■ **Goal of the exercise**
Here are the records. Print them all exactly.

Stored data

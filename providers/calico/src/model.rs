//! Typed resource data for `calico_ippool`.
//!
//! This is the record exchanged with the orchestrator: the configuration on
//! the way in, the refreshed state on the way out. Raw documents are decoded
//! once at the boundary, so a wrongly typed value (for example a non-string
//! annotation) is a decode error instead of a failure deep in the adapter.

use crate::error::ProviderError;
use crate::schema::DEFAULT_MODE;
use crds::DEFAULT_BLOCK_SIZE;
use serde::{Deserialize, Serialize};
use std::collections::BTreeMap;

/// State and configuration of one IPPool resource
#[derive(Debug, Clone, Default, PartialEq, Eq, Serialize, Deserialize)]
#[serde(deny_unknown_fields)]
pub struct IPPoolData {
    /// Identifier of the managed pool; `None` when absent
    #[serde(default, skip_serializing_if = "Option::is_none")]
    pub id: Option<String>,

    pub metadata: MetadataBlock,

    pub spec: SpecBlock,
}

/// `metadata` block
#[derive(Debug, Clone, Default, PartialEq, Eq, Serialize, Deserialize)]
#[serde(deny_unknown_fields)]
pub struct MetadataBlock {
    #[serde(default)]
    pub name: String,

    /// Computed; ignored in configuration
    #[serde(default)]
    pub resource_version: String,

    #[serde(default)]
    pub annotations: BTreeMap<String, String>,
}

/// `spec` block
#[derive(Debug, Clone, PartialEq, Eq, Serialize, Deserialize)]
#[serde(deny_unknown_fields)]
pub struct SpecBlock {
    pub cidr: String,

    #[serde(default = "default_block_size")]
    pub block_size: i32,

    #[serde(default = "default_mode")]
    pub ipip_mode: String,

    #[serde(default = "default_mode")]
    pub vxlan_mode: String,

    #[serde(default)]
    pub nat_outgoing: bool,

    #[serde(default)]
    pub disabled: bool,

    #[serde(default)]
    pub disable_bgp_export: bool,
}

fn default_block_size() -> i32 {
    DEFAULT_BLOCK_SIZE
}

fn default_mode() -> String {
    DEFAULT_MODE.to_string()
}

impl Default for SpecBlock {
    fn default() -> Self {
        Self {
            cidr: String::new(),
            block_size: DEFAULT_BLOCK_SIZE,
            ipip_mode: default_mode(),
            vxlan_mode: default_mode(),
            nat_outgoing: false,
            disabled: false,
            disable_bgp_export: false,
        }
    }
}

impl IPPoolData {
    /// Record addressing an existing pool by name only
    pub fn named(name: impl Into<String>) -> Self {
        let name = name.into();
        Self {
            id: Some(name.clone()),
            metadata: MetadataBlock {
                name,
                ..Default::default()
            },
            ..Default::default()
        }
    }

    /// Decode a YAML (or JSON) document
    pub fn from_yaml(document: &str) -> Result<Self, ProviderError> {
        serde_yaml::from_str(document).map_err(|e| ProviderError::Decode {
            what: "IPPool configuration".to_string(),
            message: e.to_string(),
        })
    }

    /// Name used to address the remote pool: the configured name, else the identifier
    pub fn pool_name(&self) -> &str {
        if self.metadata.name.is_empty() {
            self.id.as_deref().unwrap_or_default()
        } else {
            &self.metadata.name
        }
    }

    /// Carry identifier and computed attributes over from prior state
    ///
    /// A configuration never supplies `resource_version`, and may leave the
    /// optional-computed `name` unset.
    pub fn with_computed_from(mut self, prior: &IPPoolData) -> Self {
        if self.id.is_none() {
            self.id.clone_from(&prior.id);
        }
        if self.metadata.name.is_empty() {
            self.metadata.name.clone_from(&prior.metadata.name);
        }
        self.metadata.resource_version.clone_from(&prior.metadata.resource_version);
        self
    }
}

■ **Reply to the exercise**
filename providers/calico/src/model.rs
//! Typed resource data for `calico_ippool`.
//!
//! This is the record exchanged with the orchestrator: the configuration on
//! the way in, the refreshed state on the way out. Raw documents are decoded
//! once at the boundary, so a wrongly typed value (for example a non-string
//! annotation) is a decode error instead of a failure deep in the adapter.

use crate::error::ProviderError;
use crate::schema::DEFAULT_MODE;
use crds::DEFAULT_BLOCK_SIZE;
use serde::{Deserialize, Serialize};
use std::collections::BTreeMap;

/// State and configuration of one IPPool resource
#[derive(Debug, Clone, Default, PartialEq, Eq, Serialize, Deserialize)]
#[serde(deny_unknown_fields)]
pub struct IPPoolData {
    /// Identifier of the managed pool; `None` when absent
    #[serde(default, skip_serializing_if = "Option::is_none")]
    pub id: Option<String>,

    pub metadata: MetadataBlock,

    pub spec: SpecBlock,
}

/// `metadata` block
#[derive(Debug, Clone, Default, PartialEq, Eq, Serialize, Deserialize)]
#[serde(deny_unknown_fields)]
pub struct MetadataBlock {
    #[serde(default)]
    pub name: String,

    /// Computed; ignored in configuration
    #[serde(default)]
    pub resource_version: String,

    #[serde(default)]
    pub annotations: BTreeMap<String, String>,
}

/// `spec` block
#[derive(Debug, Clone, PartialEq, Eq, Serialize, Deserialize)]
#[serde(deny_unknown_fields)]
pub struct SpecBlock {
    pub cidr: String,

    #[serde(default = "default_block_size")]
    pub block_size: i32,

    #[serde(default = "default_mode")]
    pub ipip_mode: String,

    #[serde(default = "default_mode")]
    pub vxlan_mode: String,

    #[serde(default)]
    pub nat_outgoing: bool,

    #[serde(default)]
    pub disabled: bool,

    #[serde(default)]
    pub disable_bgp_export: bool,
}

fn default_block_size() -> i32 {
    DEFAULT_BLOCK_SIZE
}

fn default_mode() -> String {
    DEFAULT_MODE.to_string()
}

impl Default for SpecBlock {
    fn default() -> Self {
        Self {
            cidr: String::new(),
            block_size: DEFAULT_BLOCK_SIZE,
            ipip_mode: default_mode(),
            vxlan_mode: default_mode(),
            nat_outgoing: false,
            disabled: false,
            disable_bgp_export: false,
        }
    }
}

impl IPPoolData {
    /// Record addressing an existing pool by name only
    pub fn named(name: impl Into<String>) -> Self {
        let name = name.into();
        Self {
            id: Some(name.clone()),
            metadata: MetadataBlock {
                name,
                ..Default::default()
            },
            ..Default::default()
        }
    }

    /// Decode a YAML (or JSON) document
    pub fn from_yaml(document: &str) -> Result<Self, ProviderError> {
        serde_yaml::from_str(document).map_err(|e| ProviderError::Decode {
            what: "IPPool configuration".to_string(),
            message: e.to_string(),
        })
    }

    /// Name used to address the remote pool: the configured name, else the identifier
    pub fn pool_name(&self) -> &str {
        if self.metadata.name.is_empty() {
            self.id.as_deref().unwrap_or_default()
        } else {
            &self.metadata.name
        }
    }

    /// Carry identifier and computed attributes over from prior state
    ///
    /// A configuration never supplies `resource_version`, and may leave the
    /// optional-computed `name` unset.
    pub fn with_computed_from(mut self, prior: &IPPoolData) -> Self {
        if self.id.is_none() {
            self.id.clone_from(&prior.id);
        }
        if self.metadata.name.is_empty() {
            self.metadata.name.clone_from(&prior.metadata.name);
        }
        self.metadata.resource_version.clone_from(&prior.metadata.resource_version);
        self
    }
}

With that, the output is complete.